-------- SUPPLIED DATA

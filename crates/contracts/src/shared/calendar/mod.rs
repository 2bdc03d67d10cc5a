//! Month calendar primitives shared by the admin and employee attendance views.

pub mod grid;
pub mod month;
pub mod navigation;

pub use grid::{build_month_grid, CalendarDay, MonthGrid, DAYS_PER_WEEK, GRID_CELLS};
pub use month::{InvalidYearMonth, YearMonth};
pub use navigation::CalendarNavigation;
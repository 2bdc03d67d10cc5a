use super::record::AttendanceRecord;
use super::status::AttendanceStatus;
use chrono::NaiveDate;
use serde::{Deserialize, Serialize};

/// Status buttons of the admin filter panel
#[derive(Debug, Clone, Copy, PartialEq, Eq, Hash, Serialize, Deserialize)]
pub enum StatusFilter {
    Present,
    Absent,
    Late,
    OnLeave,
    Remote,
}

impl StatusFilter {
    pub fn all() -> Vec<StatusFilter> {
        vec![
            StatusFilter::Present,
            StatusFilter::Absent,
            StatusFilter::Late,
            StatusFilter::OnLeave,
            StatusFilter::Remote,
        ]
    }

    /// Value used in element attributes
    pub fn value(&self) -> &'static str {
        match self {
            StatusFilter::Present => "present",
            StatusFilter::Absent => "absent",
            StatusFilter::Late => "late",
            StatusFilter::OnLeave => "leave",
            StatusFilter::Remote => "remote",
        }
    }

    pub fn label(&self) -> &'static str {
        match self {
            StatusFilter::Present => "Present",
            StatusFilter::Absent => "Absent",
            StatusFilter::Late => "Late",
            StatusFilter::OnLeave => "On Leave",
            StatusFilter::Remote => "Remote",
        }
    }

    pub fn matches(&self, status: &AttendanceStatus) -> bool {
        matches!(
            (self, status),
            (StatusFilter::Present, AttendanceStatus::Present)
                | (StatusFilter::Absent, AttendanceStatus::Absent)
                | (StatusFilter::Late, AttendanceStatus::Late)
                | (StatusFilter::OnLeave, AttendanceStatus::OnLeave)
                | (StatusFilter::Remote, AttendanceStatus::Remote)
        )
    }

    /// Clicking the active filter clears it; any other click selects it.
    pub fn toggle(current: Option<StatusFilter>, clicked: StatusFilter) -> Option<StatusFilter> {
        if current == Some(clicked) {
            None
        } else {
            Some(clicked)
        }
    }
}

/// Admin table filter: status, free-text search and an inclusive date range.
#[derive(Debug, Clone, Default, PartialEq, Eq, Serialize, Deserialize)]
pub struct AttendanceQuery {
    pub status: Option<StatusFilter>,
    pub search: String,
    pub date_from: Option<NaiveDate>,
    pub date_to: Option<NaiveDate>,
}

impl AttendanceQuery {
    pub fn has_date_range(&self) -> bool {
        self.date_from.is_some() || self.date_to.is_some()
    }

    pub fn matches(&self, record: &AttendanceRecord) -> bool {
        if let Some(filter) = self.status {
            if !filter.matches(&record.status()) {
                return false;
            }
        }

        let needle = self.search.trim().to_lowercase();
        if !needle.is_empty() {
            let hit = record
                .employee
                .as_deref()
                .map(|e| e.to_lowercase().contains(&needle))
                .unwrap_or(false)
                || record.date.contains(&needle)
                || record.status.to_lowercase().contains(&needle);
            if !hit {
                return false;
            }
        }

        if self.has_date_range() {
            let Ok(date) = record.parsed_date() else {
                return false;
            };
            if self.date_from.is_some_and(|from| date < from) {
                return false;
            }
            if self.date_to.is_some_and(|to| date > to) {
                return false;
            }
        }

        true
    }

    /// Limits the date range to a single day, keeping status and search.
    pub fn narrow_to_day(&mut self, date: NaiveDate) {
        self.date_from = Some(date);
        self.date_to = Some(date);
    }

    pub fn apply(&self, records: &[AttendanceRecord]) -> Vec<AttendanceRecord> {
        records.iter().filter(|r| self.matches(r)).cloned().collect()
    }
}

#[cfg(test)]
mod tests {
    use super::*;
    use crate::domain::a001_attendance::sample::team_records;

    #[test]
    fn test_toggle() {
        assert_eq!(StatusFilter::toggle(None, StatusFilter::Late), Some(StatusFilter::Late));
        assert_eq!(StatusFilter::toggle(Some(StatusFilter::Late), StatusFilter::Late), None);
        assert_eq!(
            StatusFilter::toggle(Some(StatusFilter::Late), StatusFilter::Remote),
            Some(StatusFilter::Remote)
        );
    }

    #[test]
    fn test_values() {
        let values: Vec<&str> = StatusFilter::all().iter().map(|f| f.value()).collect();
        assert_eq!(values, ["present", "absent", "late", "leave", "remote"]);
    }

    #[test]
    fn test_status_filter() {
        let query = AttendanceQuery {
            status: Some(StatusFilter::Late),
            ..Default::default()
        };
        let rows = query.apply(&team_records());
        assert_eq!(rows.len(), 1);
        assert_eq!(rows[0].employee.as_deref(), Some("William Kim"));
    }

    #[test]
    fn test_search_is_case_insensitive() {
        let query = AttendanceQuery {
            search: "  OLIVIA ".to_string(),
            ..Default::default()
        };
        let rows = query.apply(&team_records());
        assert_eq!(rows.len(), 1);
        assert_eq!(rows[0].employee.as_deref(), Some("Olivia Martin"));

        let none = AttendanceQuery {
            search: "nobody".to_string(),
            ..Default::default()
        };
        assert!(none.apply(&team_records()).is_empty());
    }

    #[test]
    fn test_date_range_is_inclusive() {
        let day = NaiveDate::from_ymd_opt(2024, 8, 1).unwrap();
        let query = AttendanceQuery {
            date_from: Some(day),
            date_to: Some(day),
            ..Default::default()
        };
        assert_eq!(query.apply(&team_records()).len(), 4);

        let later = AttendanceQuery {
            date_from: day.succ_opt(),
            ..Default::default()
        };
        assert!(later.apply(&team_records()).is_empty());
    }

    #[test]
    fn test_narrow_to_day() {
        let mut query = AttendanceQuery {
            search: "olivia".to_string(),
            ..Default::default()
        };
        query.narrow_to_day(NaiveDate::from_ymd_opt(2024, 8, 1).unwrap());
        let rows = query.apply(&team_records());
        assert_eq!(rows.len(), 1);
        assert_eq!(rows[0].employee.as_deref(), Some("Olivia Martin"));
        assert_eq!(query.search, "olivia");
    }

    #[test]
    fn test_unparseable_dates_only_dropped_with_range() {
        let mut rec = team_records().remove(0);
        rec.date = "soon".to_string();
        assert!(AttendanceQuery::default().matches(&rec));
        let ranged = AttendanceQuery {
            date_to: NaiveDate::from_ymd_opt(2030, 1, 1),
            ..Default::default()
        };
        assert!(!ranged.matches(&rec));
    }
}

----------------

Transcribe the listing shown above in full and without change.

filename crates/contracts/src/shared/calendar/mod.rs
repository 2bdc03d67d10cc5a
//! Month calendar primitives shared by the admin and employee attendance views.

pub mod grid;
pub mod month;
pub mod navigation;

pub use grid::{build_month_grid, CalendarDay, MonthGrid, DAYS_PER_WEEK, GRID_CELLS};
pub use month::{InvalidYearMonth, YearMonth};
pub use navigation::CalendarNavigation;
repository 2bdc03d67d10cc5a
use super::record::AttendanceRecord;
use super::status::AttendanceStatus;
use chrono::NaiveDate;
use serde::{Deserialize, Serialize};

/// Status buttons of the admin filter panel
#[derive(Debug, Clone, Copy, PartialEq, Eq, Hash, Serialize, Deserialize)]
pub enum StatusFilter {
    Present,
    Absent,
    Late,
    OnLeave,
    Remote,
}

impl StatusFilter {
    pub fn all() -> Vec<StatusFilter> {
        vec![
            StatusFilter::Present,
            StatusFilter::Absent,
            StatusFilter::Late,
            StatusFilter::OnLeave,
            StatusFilter::Remote,
        ]
    }

    /// Value used in element attributes
    pub fn value(&self) -> &'static str {
        match self {
            StatusFilter::Present => "present",
            StatusFilter::Absent => "absent",
            StatusFilter::Late => "late",
            StatusFilter::OnLeave => "leave",
            StatusFilter::Remote => "remote",
        }
    }

    pub fn label(&self) -> &'static str {
        match self {
            StatusFilter::Present => "Present",
            StatusFilter::Absent => "Absent",
            StatusFilter::Late => "Late",
            StatusFilter::OnLeave => "On Leave",
            StatusFilter::Remote => "Remote",
        }
    }

    pub fn matches(&self, status: &AttendanceStatus) -> bool {
        matches!(
            (self, status),
            (StatusFilter::Present, AttendanceStatus::Present)
                | (StatusFilter::Absent, AttendanceStatus::Absent)
                | (StatusFilter::Late, AttendanceStatus::Late)
                | (StatusFilter::OnLeave, AttendanceStatus::OnLeave)
                | (StatusFilter::Remote, AttendanceStatus::Remote)
        )
    }

    /// Clicking the active filter clears it; any other click selects it.
    pub fn toggle(current: Option<StatusFilter>, clicked: StatusFilter) -> Option<StatusFilter> {
        if current == Some(clicked) {
            None
        } else {
            Some(clicked)
        }
    }
}

/// Admin table filter: status, free-text search and an inclusive date range.
#[derive(Debug, Clone, Default, PartialEq, Eq, Serialize, Deserialize)]
pub struct AttendanceQuery {
    pub status: Option<StatusFilter>,
    pub search: String,
    pub date_from: Option<NaiveDate>,
    pub date_to: Option<NaiveDate>,
}

impl AttendanceQuery {
    pub fn has_date_range(&self) -> bool {
        self.date_from.is_some() || self.date_to.is_some()
    }

    pub fn matches(&self, record: &AttendanceRecord) -> bool {
        if let Some(filter) = self.status {
            if !filter.matches(&record.status()) {
                return false;
            }
        }

        let needle = self.search.trim().to_lowercase();
        if !needle.is_empty() {
            let hit = record
                .employee
                .as_deref()
                .map(|e| e.to_lowercase().contains(&needle))
                .unwrap_or(false)
                || record.date.contains(&needle)
                || record.status.to_lowercase().contains(&needle);
            if !hit {
                return false;
            }
        }

        if self.has_date_range() {
            let Ok(date) = record.parsed_date() else {
                return false;
            };
            if self.date_from.is_some_and(|from| date < from) {
                return false;
            }
            if self.date_to.is_some_and(|to| date > to) {
                return false;
            }
        }

        true
    }

    /// Limits the date range to a single day, keeping status and search.
    pub fn narrow_to_day(&mut self, date: NaiveDate) {
        self.date_from = Some(date);
        self.date_to = Some(date);
    }

    pub fn apply(&self, records: &[AttendanceRecord]) -> Vec<AttendanceRecord> {
        records.iter().filter(|r| self.matches(r)).cloned().collect()
    }
}

#[cfg(test)]
mod tests {
    use super::*;
    use crate::domain::a001_attendance::sample::team_records;

    #[test]
    fn test_toggle() {
        assert_eq!(StatusFilter::toggle(None, StatusFilter::Late), Some(StatusFilter::Late));
        assert_eq!(StatusFilter::toggle(Some(StatusFilter::Late), StatusFilter::Late), None);
        assert_eq!(
            StatusFilter::toggle(Some(StatusFilter::Late), StatusFilter::Remote),
            Some(StatusFilter::Remote)
        );
    }

    #[test]
    fn test_values() {
        let values: Vec<&str> = StatusFilter::all().iter().map(|f| f.value()).collect();
        assert_eq!(values, ["present", "absent", "late", "leave", "remote"]);
    }

    #[test]
    fn test_status_filter() {
        let query = AttendanceQuery {
            status: Some(StatusFilter::Late),
            ..Default::default()
        };
        let rows = query.apply(&team_records());
        assert_eq!(rows.len(), 1);
        assert_eq!(rows[0].employee.as_deref(), Some("William Kim"));
    }

    #[test]
    fn test_search_is_case_insensitive() {
        let query = AttendanceQuery {
            search: "  OLIVIA ".to_string(),
            ..Default::default()
        };
        let rows = query.apply(&team_records());
        assert_eq!(rows.len(), 1);
        assert_eq!(rows[0].employee.as_deref(), Some("Olivia Martin"));

        let none = AttendanceQuery {
            search: "nobody".to_string(),
            ..Default::default()
        };
        assert!(none.apply(&team_records()).is_empty());
    }

    #[test]
    fn test_date_range_is_inclusive() {
        let day = NaiveDate::from_ymd_opt(2024, 8, 1).unwrap();
        let query = AttendanceQuery {
            date_from: Some(day),
            date_to: Some(day),
            ..Default::default()
        };
        assert_eq!(query.apply(&team_records()).len(), 4);

        let later = AttendanceQuery {
            date_from: day.succ_opt(),
            ..Default::default()
        };
        assert!(later.apply(&team_records()).is_empty());
    }

    #[test]
    fn test_narrow_to_day() {
        let mut query = AttendanceQuery {
            search: "olivia".to_string(),
            ..Default::default()
        };
        query.narrow_to_day(NaiveDate::from_ymd_opt(2024, 8, 1).unwrap());
        let rows = query.apply(&team_records());
        assert_eq!(rows.len(), 1);
        assert_eq!(rows[0].employee.as_deref(), Some("Olivia Martin"));
        assert_eq!(query.search, "olivia");
    }

    #[test]
    fn test_unparseable_dates_only_dropped_with_range() {
        let mut rec = team_records().remove(0);
        rec.date = "soon".to_string();
        assert!(AttendanceQuery::default().matches(&rec));
        let ranged = AttendanceQuery {
            date_to: NaiveDate::from_ymd_opt(2030, 1, 1),
            ..Default::default()
        };
        assert!(!ranged.matches(&rec));
    }
}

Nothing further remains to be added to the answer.